● **Instructions for the task**
Scan the records for the string "format", then copy each line that has it.

● **Data extract**
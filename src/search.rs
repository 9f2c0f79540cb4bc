//! Linear substring search over every verse of the document.

use serde::Serialize;

use crate::types::document::Document;

pub const DEFAULT_LIMIT: usize = 30;
pub const MIN_QUERY_CHARS: usize = 2;
const PREVIEW_CHARS: usize = 80;
const PREVIEW_ELLIPSIS: &str = "...";

#[derive(Serialize, Debug, Clone, PartialEq, Eq)]
pub struct SearchHit {
    pub book: usize,
    pub chapter: usize,
    /// `"<book> <chapter>:<verse>"`, or `"<book> <verse>"` for single-chapter books.
    pub reference: String,
    /// Start of the verse text, source preferred over translation.
    pub preview: String,
}

impl SearchHit {
    /// Preview as listed in results, always followed by an ellipsis.
    pub fn preview_line(&self) -> String {
        format!("{}{}", self.preview, PREVIEW_ELLIPSIS)
    }
}

/// Finds verses containing `query`.
///
/// Hebrew text is matched exactly; the English translation ignores case.
/// Results come in reading order and stop at `limit`.
pub fn search(doc: &Document, query: &str, limit: usize) -> Vec<SearchHit> {
    let query = query.trim();
    if query.chars().count() < MIN_QUERY_CHARS {
        return Vec::new();
    }
    let query_lower = query.to_lowercase();

    let mut hits = Vec::new();
    for (book_idx, book) in doc.books.iter().enumerate() {
        for (chapter_idx, chapter) in book.chapters.iter().enumerate() {
            for verse in &chapter.verses {
                if hits.len() >= limit {
                    return hits;
                }
                let matched = verse.text.contains(query)
                    || verse.translation.to_lowercase().contains(&query_lower);
                if !matched {
                    continue;
                }

                let reference = if book.is_multi_chapter() {
                    format!("{} {}:{}", book.name, chapter.number, verse.num)
                } else {
                    format!("{} {}", book.name, verse.num)
                };
                let text = if verse.text.is_empty() {
                    &verse.translation
                } else {
                    &verse.text
                };
                hits.push(SearchHit {
                    book: book_idx,
                    chapter: chapter_idx,
                    reference,
                    preview: text.chars().take(PREVIEW_CHARS).collect(),
                });
            }
        }
    }
    hits
}
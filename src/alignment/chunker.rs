//! Breaks a Hebrew verse into short phrase chunks for interlinear display.

use once_cell::sync::Lazy;
use regex::Regex;
use tracing::debug;

use crate::error::{ReaderError, Result};

/// Sof pasuq, the end-of-verse mark. Stripped before tokenizing.
pub const SOF_PASUQ: char = '\u{05C3}';

/// A chunk holds its starter plus at most this many following tokens.
pub const MAX_EXTENSION: usize = 2;

const HEBREW_WORDS: [&str; 11] = [
    "כִּי", // ki
    "אֲשֶׁר", // asher
    "הִנֵּה", // hinneh
    "לָכֵן", // lakhen
    "לֵאמֹר", // lemor
    "אֶת", // et
    "גַּם", // gam
    "אַךְ", // akh
    "אָז", // az
    "פֶּן", // pen
    "עַד", // ad
];

// vav with patah, sheva and dagesh
const HEBREW_PREFIXES: [&str; 3] = ["וַ", "וְ", "וּ"];

static HEBREW: Lazy<BreakStarters> = Lazy::new(|| {
    BreakStarters::new(HEBREW_WORDS, HEBREW_PREFIXES)
        .expect("built-in break-starter table is valid")
});

/// Tokens that should open a new chunk instead of extending the current one.
///
/// A token is a break-starter when it equals one of `words` in full or begins
/// with one of `prefixes`. Both lists compile into a single anchored regex.
#[derive(Debug, Clone)]
pub struct BreakStarters {
    words: Vec<String>,
    prefixes: Vec<String>,
    pattern: Option<Regex>,
}

impl BreakStarters {
    pub fn new<W, P>(words: W, prefixes: P) -> Result<Self>
    where
        W: IntoIterator,
        W::Item: Into<String>,
        P: IntoIterator,
        P::Item: Into<String>,
    {
        let words: Vec<String> = words.into_iter().map(Into::into).collect();
        let prefixes: Vec<String> = prefixes.into_iter().map(Into::into).collect();

        if words.iter().chain(prefixes.iter()).any(|s| s.trim().is_empty()) {
            return Err(ReaderError::InvalidBreakStarter(
                "break-starter entries must not be empty".to_string(),
            ));
        }

        let alternatives: Vec<String> = prefixes
            .iter()
            .map(|p| regex::escape(p))
            .chain(words.iter().map(|w| format!("{}$", regex::escape(w))))
            .collect();

        // An empty table matches nothing.
        let pattern = if alternatives.is_empty() {
            None
        } else {
            let source = format!("^(?:{})", alternatives.join("|"));
            let regex =
                Regex::new(&source).map_err(|e| ReaderError::InvalidBreakStarter(e.to_string()))?;
            Some(regex)
        };

        Ok(Self {
            words,
            prefixes,
            pattern,
        })
    }

    /// The particle and conjunction table for pointed Biblical Hebrew.
    pub fn hebrew() -> Self {
        HEBREW.clone()
    }

    /// Returns a copy of this table extended with extra entries.
    pub fn with_extra(&self, words: &[String], prefixes: &[String]) -> Result<Self> {
        Self::new(
            self.words.iter().chain(words).cloned(),
            self.prefixes.iter().chain(prefixes).cloned(),
        )
    }

    pub fn is_break_starter(&self, token: &str) -> bool {
        self.pattern.as_ref().is_some_and(|p| p.is_match(token))
    }

    pub fn words(&self) -> &[String] {
        &self.words
    }

    pub fn prefixes(&self) -> &[String] {
        &self.prefixes
    }
}

impl Default for BreakStarters {
    fn default() -> Self {
        Self::hebrew()
    }
}

#[derive(Debug, Clone, Default)]
pub struct SourceChunker {
    break_starters: BreakStarters,
}

impl SourceChunker {
    pub fn new(break_starters: BreakStarters) -> Self {
        Self { break_starters }
    }

    pub fn break_starters(&self) -> &BreakStarters {
        &self.break_starters
    }

    /// Splits `text` into phrase chunks of one to three words.
    ///
    /// Each chunk starts with the next unconsumed token and greedily takes up
    /// to [`MAX_EXTENSION`] more. Once a chunk has grown past its starter, a
    /// break-starter token closes it and opens the next chunk instead. Words
    /// are never dropped or reordered.
    pub fn chunk(&self, text: &str) -> Vec<String> {
        let cleaned: String = text.chars().filter(|&c| c != SOF_PASUQ).collect();
        let words: Vec<&str> = cleaned.split_whitespace().collect();

        let mut chunks = Vec::new();
        let mut i = 0;

        while i < words.len() {
            let mut chunk = vec![words[i]];
            i += 1;
            let mut added = 0;

            while i < words.len() && added < MAX_EXTENSION {
                let word = words[i];
                if added >= 1 && self.break_starters.is_break_starter(word) {
                    break;
                }
                chunk.push(word);
                i += 1;
                added += 1;
            }

            chunks.push(chunk.join(" "));
        }

        debug!(words = words.len(), chunks = chunks.len(), "chunked source verse");
        chunks
    }
}

#[cfg(test)]
mod tests {
    use super::*;

    fn chunk(text: &str) -> Vec<String> {
        SourceChunker::default().chunk(text)
    }

    #[test]
    fn empty_and_blank_input_yield_no_chunks() {
        assert!(chunk("").is_empty());
        assert!(chunk("   \t ").is_empty());
        assert!(chunk("\u{05C3}").is_empty());
        assert!(chunk(" \u{05C3} ").is_empty());
    }

    #[test]
    fn plain_words_group_in_threes() {
        assert_eq!(chunk("א ב ג ד ה ו ז"), vec!["א ב ג", "ד ה ו", "ז"]);
    }

    #[test]
    fn sof_pasuq_is_stripped() {
        assert_eq!(chunk("א ב ג ד\u{05C3}"), vec!["א ב ג", "ד"]);
    }

    #[test]
    fn whitespace_runs_collapse() {
        assert_eq!(chunk("  א \t ב\n\nג  "), vec!["א ב ג"]);
    }

    #[test]
    fn break_starter_closes_a_grown_chunk() {
        assert_eq!(chunk("א ב כִּי ג"), vec!["א ב", "כִּי ג"]);
    }

    #[test]
    fn break_starter_right_after_starter_is_absorbed() {
        assert_eq!(chunk("וְהָיָה כִּי יָבֹא"), vec!["וְהָיָה כִּי יָבֹא"]);
    }

    #[test]
    fn break_starter_may_itself_start_a_chunk() {
        assert_eq!(chunk("אֲשֶׁר אֶת ב ג"), vec!["אֲשֶׁר אֶת ב", "ג"]);
    }

    #[test]
    fn prefix_forms_break() {
        assert_eq!(
            chunk("א ב וַיֹּאמֶר ג ד וּבָנָיו"),
            vec!["א ב", "וַיֹּאמֶר ג ד", "וּבָנָיו"]
        );
    }

    #[test]
    fn whole_word_particles_only_match_in_full() {
        // ad as a prefix of a longer word is not a break-starter
        let starters = BreakStarters::hebrew();
        assert!(starters.is_break_starter("עַד"));
        assert!(!starters.is_break_starter("עַדם"));
        assert!(starters.is_break_starter("וְהָיָה"));
        assert!(!starters.is_break_starter("ו"));
    }

    #[test]
    fn extended_table_adds_break_points() {
        let starters = BreakStarters::hebrew()
            .with_extra(&["ג".to_string()], &[])
            .unwrap();
        let chunker = SourceChunker::new(starters);
        assert_eq!(chunker.chunk("א ב ג ד"), vec!["א ב", "ג ד"]);
    }

    #[test]
    fn regex_metacharacters_are_literal() {
        let starters = BreakStarters::new(["a.b"], ["("]).unwrap();
        assert!(starters.is_break_starter("a.b"));
        assert!(!starters.is_break_starter("axb"));
        assert!(starters.is_break_starter("(x"));
    }

    #[test]
    fn empty_entries_are_rejected() {
        assert!(BreakStarters::new([""], Vec::<String>::new()).is_err());
        assert!(BreakStarters::new(Vec::<String>::new(), [" "]).is_err());
    }

    #[test]
    fn empty_table_never_breaks() {
        let starters = BreakStarters::new(Vec::<String>::new(), Vec::<String>::new()).unwrap();
        assert!(!starters.is_break_starter("כִּי"));
        let chunker = SourceChunker::new(starters);
        assert_eq!(chunker.chunk("א ב כִּי ג"), vec!["א ב כִּי", "ג"]);
    }
}
//! Hebrew verse-number labels to integers.
//!
//! Verse labels in the data file are written with Hebrew letters used as
//! digits (`א` = 1, `י` = 10, `יא` = 11, ...), optionally followed by a
//! geresh. Conversion is a display aid: it never fails, unknown characters
//! simply add nothing.

/// Geresh. Marks a letter sequence as a numeral and carries no value.
pub const GERESH: char = '\u{05F3}';

const UNITS: [(char, u32); 9] = [
    ('א', 1),
    ('ב', 2),
    ('ג', 3),
    ('ד', 4),
    ('ה', 5),
    ('ו', 6),
    ('ז', 7),
    ('ח', 8),
    ('ט', 9),
];

const TENS: [(char, u32); 9] = [
    ('י', 10),
    ('כ', 20),
    ('ל', 30),
    ('מ', 40),
    ('נ', 50),
    ('ס', 60),
    ('ע', 70),
    ('פ', 80),
    ('צ', 90),
];

// 15 and 16 are written ט+ו and ט+ז so the label never spells a divine name (י+ה, י+ו).
const IRREGULAR: [(&str, u32); 2] = [("טו", 15), ("טז", 16)];

fn table_value(table: &[(char, u32)], c: char) -> u32 {
    table
        .iter()
        .find(|(letter, _)| *letter == c)
        .map_or(0, |(_, value)| *value)
}

fn letter_value(c: char) -> u32 {
    table_value(&UNITS, c) + table_value(&TENS, c)
}

/// Converts a Hebrew numeral label (e.g. `"יב"`, `"טו׳"`) to its integer value.
///
/// Irregular composites are matched first; otherwise the value is the sum of
/// each letter's digit value. Empty or unrecognised input yields 0.
pub fn hebrew_to_number(label: &str) -> u32 {
    let cleaned: String = label.chars().filter(|&c| c != GERESH).collect();

    if let Some((_, value)) = IRREGULAR.iter().find(|(composite, _)| *composite == cleaned) {
        return *value;
    }

    digit_sum(cleaned.chars().map(letter_value))
}

fn digit_sum(values: impl Iterator<Item = u32>) -> u32 {
    values.fold(0u32, |acc, v| acc.saturating_add(v))
}
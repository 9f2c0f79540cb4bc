use serde::Deserialize;
use std::fs;
use std::path::{Path, PathBuf};

use crate::alignment::BreakStarters;
use crate::error::{ReaderError, Result};
use crate::state::{DisplayMode, ReaderState, DEFAULT_FONT_SIZE, MAX_FONT_SIZE, MIN_FONT_SIZE};

pub const DEFAULT_CONFIG_FILE: &str = "reader.toml";

#[derive(Deserialize, Debug, Clone, PartialEq)]
#[serde(default)]
pub struct Config {
    pub data_file: PathBuf,
    pub state_file: PathBuf,
    pub display: DisplayConfig,
    pub chunker: ChunkerConfig,
}

impl Default for Config {
    fn default() -> Self {
        Self {
            data_file: PathBuf::from("data.json"),
            state_file: PathBuf::from("reader_state.json"),
            display: DisplayConfig::default(),
            chunker: ChunkerConfig::default(),
        }
    }
}

/// Display defaults used until the reader saves its own preferences.
#[derive(Deserialize, Debug, Clone, PartialEq)]
#[serde(default)]
pub struct DisplayConfig {
    pub mode: DisplayMode,
    pub font_size: f32,
}

impl Default for DisplayConfig {
    fn default() -> Self {
        Self {
            mode: DisplayMode::default(),
            font_size: DEFAULT_FONT_SIZE,
        }
    }
}

impl DisplayConfig {
    /// Reader state to start from when no usable state file exists.
    pub fn initial_state(&self) -> ReaderState {
        ReaderState {
            lang: self.mode,
            font_size: self.font_size,
            ..ReaderState::default()
        }
    }
}

/// Extra break-starters appended to the built-in Hebrew table.
#[derive(Deserialize, Debug, Clone, Default, PartialEq)]
#[serde(default)]
pub struct ChunkerConfig {
    pub extra_words: Vec<String>,
    pub extra_prefixes: Vec<String>,
}

impl ChunkerConfig {
    pub fn break_starters(&self) -> Result<BreakStarters> {
        if self.extra_words.is_empty() && self.extra_prefixes.is_empty() {
            return Ok(BreakStarters::hebrew());
        }
        BreakStarters::hebrew().with_extra(&self.extra_words, &self.extra_prefixes)
    }
}

impl Config {
    pub fn from_toml_str(contents: &str) -> Result<Self> {
        let config: Config =
            toml::from_str(contents).map_err(|e| ReaderError::Config(e.to_string()))?;
        config.validate()?;
        Ok(config)
    }

    fn validate(&self) -> Result<()> {
        let size = self.display.font_size;
        if !(MIN_FONT_SIZE..=MAX_FONT_SIZE).contains(&size) {
            return Err(ReaderError::Config(format!(
                "display.font_size {} is outside {}..={}",
                size, MIN_FONT_SIZE, MAX_FONT_SIZE
            )));
        }
        let blank = self
            .chunker
            .extra_words
            .iter()
            .chain(&self.chunker.extra_prefixes)
            .any(|s| s.trim().is_empty());
        if blank {
            return Err(ReaderError::Config(
                "chunker break-starter entries must not be empty".to_string(),
            ));
        }
        Ok(())
    }
}

pub fn load_config_from_file(file_path: &Path) -> Result<Config> {
    let contents = fs::read_to_string(file_path).map_err(|e| ReaderError::io(file_path, e))?;
    Config::from_toml_str(&contents).map_err(|e| match e {
        ReaderError::Config(msg) => {
            ReaderError::Config(format!("{}: {}", file_path.display(), msg))
        }
        other => other,
    })
}

/// Loads `file_path` if it exists, otherwise returns the defaults.
pub fn load_config_or_default(file_path: &Path) -> Result<Config> {
    if file_path.is_file() {
        load_config_from_file(file_path)
    } else {
        Ok(Config::default())
    }
}
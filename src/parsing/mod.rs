pub mod document_loader;

pub use document_loader::{load_document, parse_document};
use serde::{Deserialize, Deserializer, Serialize};

/// A value the data file may give as a JSON string, a number, or null.
#[derive(Deserialize)]
#[serde(untagged)]
enum Label {
    Text(String),
    Int(i64),
    Float(f64),
}

fn label_as_string<'de, D>(deserializer: D) -> Result<String, D::Error>
where
    D: Deserializer<'de>,
{
    Ok(match Option::<Label>::deserialize(deserializer)? {
        Some(Label::Text(s)) => s,
        Some(Label::Int(n)) => n.to_string(),
        Some(Label::Float(n)) => n.to_string(),
        None => String::new(),
    })
}

fn null_as_empty<'de, D>(deserializer: D) -> Result<String, D::Error>
where
    D: Deserializer<'de>,
{
    Ok(Option::<String>::deserialize(deserializer)?.unwrap_or_default())
}

fn null_as_empty_list<'de, D>(deserializer: D) -> Result<Vec<String>, D::Error>
where
    D: Deserializer<'de>,
{
    Ok(Option::<Vec<String>>::deserialize(deserializer)?.unwrap_or_default())
}

#[derive(Serialize, Deserialize, Debug, Clone, Default, PartialEq, Eq)]
pub struct Verse {
    #[serde(deserialize_with = "label_as_string")]
    pub num: String,
    /// Hebrew source text.
    #[serde(default, deserialize_with = "null_as_empty")]
    pub text: String,
    /// English translation.
    #[serde(default, rename = "en", deserialize_with = "null_as_empty")]
    pub translation: String,
}

impl Verse {
    pub fn new(
        num: impl Into<String>,
        text: impl Into<String>,
        translation: impl Into<String>,
    ) -> Self {
        Self {
            num: num.into(),
            text: text.into(),
            translation: translation.into(),
        }
    }

    pub fn is_blank(&self) -> bool {
        self.text.trim().is_empty() && self.translation.trim().is_empty()
    }
}

#[derive(Serialize, Deserialize, Debug, Clone, Default, PartialEq, Eq)]
pub struct Chapter {
    #[serde(deserialize_with = "label_as_string")]
    pub number: String,
    #[serde(default, deserialize_with = "null_as_empty_list")]
    pub header: Vec<String>,
    #[serde(default)]
    pub verses: Vec<Verse>,
}

#[derive(Serialize, Deserialize, Debug, Clone, Default, PartialEq, Eq)]
pub struct Book {
    pub id: String,
    pub name: String,
    #[serde(default, deserialize_with = "null_as_empty_list")]
    pub header: Vec<String>,
    #[serde(default)]
    pub chapters: Vec<Chapter>,
}

impl Book {
    pub fn is_multi_chapter(&self) -> bool {
        self.chapters.len() > 1
    }
}

#[derive(Serialize, Deserialize, Debug, Clone, Default, PartialEq, Eq)]
pub struct FrontMatter {
    pub id: String,
    pub title: String,
    #[serde(default, deserialize_with = "null_as_empty_list")]
    pub content: Vec<String>,
}

/// The whole pre-built reading document.
#[derive(Serialize, Deserialize, Debug, Clone, Default, PartialEq, Eq)]
pub struct Document {
    #[serde(default)]
    pub front_matter: Vec<FrontMatter>,
    #[serde(default)]
    pub books: Vec<Book>,
}

impl Document {
    pub fn book(&self, book_idx: usize) -> Option<&Book> {
        self.books.get(book_idx)
    }

    pub fn chapter(&self, book_idx: usize, chapter_idx: usize) -> Option<&Chapter> {
        self.book(book_idx)?.chapters.get(chapter_idx)
    }

    pub fn front_matter_index(&self, id: &str) -> Option<usize> {
        self.front_matter.iter().position(|fm| fm.id == id)
    }

    pub fn front_matter(&self, id: &str) -> Option<&FrontMatter> {
        self.front_matter.iter().find(|fm| fm.id == id)
    }

    pub fn verse_count(&self) -> usize {
        self.books
            .iter()
            .flat_map(|b| &b.chapters)
            .map(|c| c.verses.len())
            .sum()
    }
}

● **Your response**
        format!("{}{}", self.preview, PREVIEW_ELLIPSIS)
                    format!("{} {}:{}", book.name, chapter.number, verse.num)
                    format!("{} {}", book.name, verse.num)
            .chain(words.iter().map(|w| format!("{}$", regex::escape(w))))
            let source = format!("^(?:{})", alternatives.join("|"));
            return Err(ReaderError::Config(format!(
            ReaderError::Config(format!("{}: {}", file_path.display(), msg))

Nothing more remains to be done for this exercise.